Minggu, 07 September 2014

G-20, Liburan ke Bali & Kebutuhan Hidup Layak?

Pada prinsipnya, konteks kelayakan adalah soal ukuran relatif yang dapat berbeda antra satu dengan lain pihak, lalu standarisasi dibuat berdasarkan kesepakatan bersama. Salah satu yang kemudian selalu saja menghangat diakhir tahun adalah soal perumusan format Upah Minimum Provisi (UMP).

Selaras dengan kenaikan komponen biaya lain, maka UMP-pun direview saban tahun. Perubahan kondisi yang gradual tentu masih dapat diserap dalam logika normal, namun tuntutan yang berlebihan membuat setiap akhir tahun friksi pengusaha dan pekerja makin menguat.

Problem utamanya adalah kekuatan buruh yang berkumpul secara kolektif meningkatkan posisi tawarnya dengan mendesak tuntutan dibekali dengan berbagai aksi turunan mulai dari memboikot produksi secara nasional hingga aksi massa dengan menutup akses transportasi.

Sesungguhnya, kondisi ekonomi kita masih jauh dari kondisi stabil, terlebih bila kemudian alasan yang disampaikan adalah ketergabungan dalam G-20. Keterlibatan dalam forum dunia bertaraf internasional itu memang kerap ditengarai sebagai kumpulan kekuatan penyanga ekonomi sejagad.

Padahal sejatinya forum ini adalah sebuah bentuk perkumpulan yang bersifat tidak mengikat, ddalam kerangka membangun kerjasama ekonomi, karena persoalan ekonomi dilevel dunia sudah tidak dapat lagi ditanggung negara maju semata, dan bergeser menyertakan negara menengah dan berkembang seperti Indonesia.
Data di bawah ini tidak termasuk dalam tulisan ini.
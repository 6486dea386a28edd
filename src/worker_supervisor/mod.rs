//! WorkerSupervisor - Detection worker lifecycle
//!
//! ## Responsibilities
//!
//! - Start one detection worker per (camera, model) pair
//! - Reject duplicate starts and stops of idle pairs
//! - Signal workers to stop; workers exit within one iteration
//! - Clean up entries when a worker exits on its own
//! - Close the camera when its last worker stops or its stream is lost
//!
//! ## Worker loop
//!
//! check running flag → attach camera → lease → read frame →
//! DetectionPipeline → event log + detection store
//!
//! A worker keeps the handle it attached to. It never reopens a lost
//! stream; a lost stream ends the worker.

use crate::config_store::{CameraDirectory, ModelKind, ModelRegistry};
use crate::detection_log_service::DetectionStore;
use crate::detection_pipeline::DetectionPipeline;
use crate::error::{Error, Result};
use crate::event_log_service::EventLogService;
use crate::frame_buffer::BufferState;
use crate::stream_registry::{CameraHandle, StreamRegistry};
use chrono::{DateTime, Utc};
use serde::Serialize;
use std::collections::HashMap;
use std::sync::atomic::{AtomicBool, Ordering};
use std::sync::{Arc, Mutex, MutexGuard};
use std::time::Duration;
use tokio::task::JoinHandle;
use uuid::Uuid;

#[derive(Debug, Clone)]
pub struct WorkerConfig {
    /// Wait per frame read
    pub frame_timeout: Duration,
    /// Consecutive acquire failures before a worker gives up
    pub max_acquire_failures: u32,
    pub acquire_retry_delay: Duration,
}

impl Default for WorkerConfig {
    fn default() -> Self {
        Self {
            frame_timeout: Duration::from_millis(100),
            max_acquire_failures: 5,
            acquire_retry_delay: Duration::from_secs(1),
        }
    }
}

#[derive(Debug, Clone, PartialEq, Eq, Hash)]
struct WorkerKey {
    camera_id: String,
    model_id: String,
}

impl WorkerKey {
    fn new(camera_id: &str, model_id: &str) -> Self {
        Self {
            camera_id: camera_id.to_string(),
            model_id: model_id.to_string(),
        }
    }
}

struct WorkerEntry {
    worker_id: Uuid,
    kind: ModelKind,
    started_at: DateTime<Utc>,
    running: Arc<AtomicBool>,
    task: JoinHandle<()>,
}

/// Worker summary for the control surface
#[derive(Debug, Clone, Serialize)]
pub struct WorkerInfo {
    pub worker_id: Uuid,
    pub camera_id: String,
    pub model_id: String,
    pub kind: ModelKind,
    pub started_at: DateTime<Utc>,
    pub running: bool,
}

impl WorkerInfo {
    fn from_entry(key: &WorkerKey, entry: &WorkerEntry) -> Self {
        Self {
            worker_id: entry.worker_id,
            camera_id: key.camera_id.clone(),
            model_id: key.model_id.clone(),
            kind: entry.kind,
            started_at: entry.started_at,
            running: entry.running.load(Ordering::SeqCst),
        }
    }
}

#[derive(Debug, Clone, Copy)]
enum ExitReason {
    Stopped,
    SourceLost,
    ConnectionFailed,
}

impl ExitReason {
    fn as_str(&self) -> &'static str {
        match self {
            ExitReason::Stopped => "stopped",
            ExitReason::SourceLost => "source_lost",
            ExitReason::ConnectionFailed => "connection_failed",
        }
    }
}

struct Shared {
    registry: Arc<StreamRegistry>,
    cameras: Arc<dyn CameraDirectory>,
    models: Arc<dyn ModelRegistry>,
    pipeline: Arc<DetectionPipeline>,
    store: Arc<dyn DetectionStore>,
    event_log: Arc<EventLogService>,
    config: WorkerConfig,
    workers: Mutex<HashMap<WorkerKey, WorkerEntry>>,
}

impl Shared {
    fn workers(&self) -> MutexGuard<'_, HashMap<WorkerKey, WorkerEntry>> {
        self.workers
            .lock()
            .unwrap_or_else(|poisoned| poisoned.into_inner())
    }
}

/// WorkerSupervisor instance
pub struct WorkerSupervisor {
    shared: Arc<Shared>,
}

impl WorkerSupervisor {
    pub fn new(
        registry: Arc<StreamRegistry>,
        cameras: Arc<dyn CameraDirectory>,
        models: Arc<dyn ModelRegistry>,
        pipeline: Arc<DetectionPipeline>,
        store: Arc<dyn DetectionStore>,
        event_log: Arc<EventLogService>,
        config: WorkerConfig,
    ) -> Self {
        Self {
            shared: Arc::new(Shared {
                registry,
                cameras,
                models,
                pipeline,
                store,
                event_log,
                config,
                workers: Mutex::new(HashMap::new()),
            }),
        }
    }

    /// Start a worker for (camera, model)
    ///
    /// Resolves the camera and model kind and opens the stream before the
    /// worker is registered, so a failed start leaves nothing running.
    pub async fn start(&self, camera_id: &str, model_id: &str) -> Result<WorkerInfo> {
        let key = WorkerKey::new(camera_id, model_id);
        let already_running = || Error::AlreadyRunning {
            camera_id: camera_id.to_string(),
            model_id: model_id.to_string(),
        };

        if self.shared.workers().contains_key(&key) {
            return Err(already_running());
        }

        let address = self
            .shared
            .cameras
            .resolve(camera_id)
            .await?
            .ok_or_else(|| Error::CameraNotFound(camera_id.to_string()))?;

        let kind = self
            .shared
            .models
            .kind_of(model_id)
            .await?
            .ok_or_else(|| Error::ModelNotFound(model_id.to_string()))?;

        self.shared.registry.acquire(camera_id, &address).await?;

        let mut workers = self.shared.workers();
        if workers.contains_key(&key) {
            return Err(already_running());
        }

        let worker_id = Uuid::new_v4();
        let running = Arc::new(AtomicBool::new(true));
        let task = tokio::spawn(run_worker(
            self.shared.clone(),
            key.clone(),
            worker_id,
            kind,
            address,
            running.clone(),
        ));

        let entry = WorkerEntry {
            worker_id,
            kind,
            started_at: Utc::now(),
            running,
            task,
        };
        let info = WorkerInfo::from_entry(&key, &entry);
        workers.insert(key, entry);

        tracing::info!(
            camera_id = %camera_id,
            model_id = %model_id,
            kind = %kind,
            worker_id = %worker_id,
            "Worker started"
        );
        Ok(info)
    }

    /// Signal the worker for (camera, model) to stop
    ///
    /// Returns once the entry is removed; the task exits after its current
    /// iteration.
    pub fn stop(&self, camera_id: &str, model_id: &str) -> Result<WorkerInfo> {
        let key = WorkerKey::new(camera_id, model_id);
        let entry = self
            .shared
            .workers()
            .remove(&key)
            .ok_or_else(|| Error::NotRunning {
                camera_id: camera_id.to_string(),
                model_id: model_id.to_string(),
            })?;

        entry.running.store(false, Ordering::SeqCst);
        tracing::info!(
            camera_id = %camera_id,
            model_id = %model_id,
            worker_id = %entry.worker_id,
            "Worker stop requested"
        );
        Ok(WorkerInfo::from_entry(&key, &entry))
    }

    /// Stop every worker on a camera
    pub fn stop_camera(&self, camera_id: &str) -> Vec<WorkerInfo> {
        let mut workers = self.shared.workers();
        let keys: Vec<WorkerKey> = workers
            .keys()
            .filter(|k| k.camera_id == camera_id)
            .cloned()
            .collect();

        keys.into_iter()
            .filter_map(|key| {
                let entry = workers.remove(&key)?;
                entry.running.store(false, Ordering::SeqCst);
                Some(WorkerInfo::from_entry(&key, &entry))
            })
            .collect()
    }

    pub fn is_running(&self, camera_id: &str, model_id: &str) -> bool {
        self.shared
            .workers()
            .contains_key(&WorkerKey::new(camera_id, model_id))
    }

    pub fn status(&self, camera_id: &str, model_id: &str) -> Option<WorkerInfo> {
        let key = WorkerKey::new(camera_id, model_id);
        self.shared
            .workers()
            .get(&key)
            .map(|entry| WorkerInfo::from_entry(&key, entry))
    }

    pub fn list(&self) -> Vec<WorkerInfo> {
        let mut list: Vec<WorkerInfo> = self
            .shared
            .workers()
            .iter()
            .map(|(key, entry)| WorkerInfo::from_entry(key, entry))
            .collect();
        list.sort_by(|a, b| {
            (a.camera_id.as_str(), a.model_id.as_str())
                .cmp(&(b.camera_id.as_str(), b.model_id.as_str()))
        });
        list
    }

    pub fn count(&self) -> usize {
        self.shared.workers().len()
    }

    /// Stop all workers and wait up to `timeout` for them to exit
    pub async fn shutdown(&self, timeout: Duration) {
        let entries: Vec<(WorkerKey, WorkerEntry)> = self.shared.workers().drain().collect();
        if entries.is_empty() {
            return;
        }

        tracing::info!(workers = entries.len(), "Stopping all workers");
        for (_, entry) in &entries {
            entry.running.store(false, Ordering::SeqCst);
        }

        let deadline = tokio::time::Instant::now() + timeout;
        for (key, entry) in entries {
            let abort = entry.task.abort_handle();
            if tokio::time::timeout_at(deadline, entry.task).await.is_err() {
                tracing::warn!(
                    camera_id = %key.camera_id,
                    model_id = %key.model_id,
                    "Worker did not exit in time, aborting"
                );
                abort.abort();
            }
        }
    }
}

async fn run_worker(
    shared: Arc<Shared>,
    key: WorkerKey,
    worker_id: Uuid,
    kind: ModelKind,
    address: String,
    running: Arc<AtomicBool>,
) {
    let camera_id = key.camera_id.as_str();
    let model_id = key.model_id.as_str();
    let mut acquire_failures: u32 = 0;
    let mut attached: Option<Arc<CameraHandle>> = None;

    let reason = loop {
        if !running.load(Ordering::SeqCst) {
            break ExitReason::Stopped;
        }

        let handle = match attached.as_ref() {
            Some(handle) => handle.clone(),
            None => match shared.registry.attach(camera_id, &address).await {
                Ok(handle) => {
                    acquire_failures = 0;
                    attached = Some(handle.clone());
                    handle
                }
                Err(e) => {
                    acquire_failures += 1;
                    tracing::warn!(
                        camera_id = %camera_id,
                        model_id = %model_id,
                        failures = acquire_failures,
                        error = %e,
                        "Worker could not acquire camera"
                    );
                    if acquire_failures >= shared.config.max_acquire_failures {
                        break ExitReason::ConnectionFailed;
                    }
                    tokio::time::sleep(shared.config.acquire_retry_delay).await;
                    continue;
                }
            },
        };

        match handle.state() {
            BufferState::Lost => break ExitReason::SourceLost,
            // Released under us; attach to whatever is registered now
            BufferState::Stopped => {
                attached = None;
                continue;
            }
            BufferState::Running => {}
        }

        let frame = {
            let lease = match handle.lease().await {
                Ok(lease) => lease,
                Err(_) => continue,
            };
            match lease.read(shared.config.frame_timeout).await {
                Ok(Some(frame)) => frame,
                Ok(None) => continue,
                Err(Error::SourceLost(_)) => break ExitReason::SourceLost,
                Err(e) => {
                    tracing::warn!(camera_id = %camera_id, error = %e, "Frame read failed");
                    continue;
                }
            }
        };

        let Some(result) = shared
            .pipeline
            .evaluate(camera_id, model_id, kind, &frame)
            .await
        else {
            continue;
        };

        if result.detected {
            tracing::info!(
                camera_id = %camera_id,
                model_id = %model_id,
                label = %result.label,
                "Detection positive"
            );
        }

        shared.event_log.add_event(result.clone()).await;
        if let Err(e) = shared.store.record(&result).await {
            tracing::warn!(
                camera_id = %camera_id,
                model_id = %model_id,
                error = %e,
                "Failed to record detection"
            );
        }
    };

    let camera_in_use = {
        let mut workers = shared.workers();
        if workers
            .get(&key)
            .is_some_and(|entry| entry.worker_id == worker_id)
        {
            workers.remove(&key);
        }
        workers.keys().any(|k| k.camera_id == key.camera_id)
    };

    // Only the connection this worker held is closed
    if let Some(handle) = attached.as_ref() {
        let release = match reason {
            ExitReason::SourceLost => true,
            ExitReason::Stopped => !camera_in_use,
            ExitReason::ConnectionFailed => false,
        };
        if release {
            shared.registry.release_if(camera_id, handle).await;
        }
    }

    match reason {
        ExitReason::Stopped => tracing::info!(
            camera_id = %camera_id,
            model_id = %model_id,
            worker_id = %worker_id,
            "Worker exited"
        ),
        _ => tracing::warn!(
            camera_id = %camera_id,
            model_id = %model_id,
            worker_id = %worker_id,
            reason = reason.as_str(),
            "Worker exited"
        ),
    }
}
Karena impak ekonomi secara langsung dari G-20 sesungguhnya tidak terlihat nyata, karena masing-masing negera harus mengurusi problem domestiknya sendiri, termasuk soal penetapan UMP tentunya. Indonesia tumbuh secara agregat ekonomi lebih ditopang karena faktor konsumsi, bukan soal produksi.

Peningkatan UMP menumbuhkan daya beli, menggairahkan gerak ekonomi yang mayoritas didapatkan melalui mekanisme import sementara industri dalam negeri masih terbengkalai karena hantaman kurs dan berbagai persoalan yang membebani ongkos produksi termasuk tuntutan kelompok buruh.

Alur berpikir yang harus dibangun adalah menguatkan kerangka produksi, memperkuat basis produksi hingga kita menjadi bangsa yang bertumbuh karena kapasitas ekonomi lokal, baru kemudian kita akan berbicara banyak tentang kesejahteraan dan masalah libur ke Bali sebagai sebuah indikator.

Dibanding sekedar masalah liburan dan prfum semata, sebenarnya masih banyak hal mendasar yang belum lepas sebagai masalah besar negeri ini, seperti pendidikan dan kesehatan yang diharapkan dapat menjadi sarana dan pendukung dalam konteks pembangunan kualitas sumber daya manusia Indonesia dalam kepentingan bersaing ditingkat dunia.

Saat konsumerisme menjadi bagian dari gaya hidup, maka sudah jelas bahwa kita sebagai sebuah bangsa memang tengah berkejaran dengan perilaku konsumsi yang tidak akan pernah berhenti, sebagai pertanda jebakan Middle Income Trap itu nampak membingkai dalam bentuk kenyataan.

Terlebih, tidak kunjung terlihat kemampuan bangsa ini untuk lepas dari eksploitasi sumberdaya alam sebagai penyokong ekonomi, dan buka karena kemampuan sumberdaya manusianya yang membentuk keunggulan bersaing dalam kompetisi ekonomi dikancah dunia.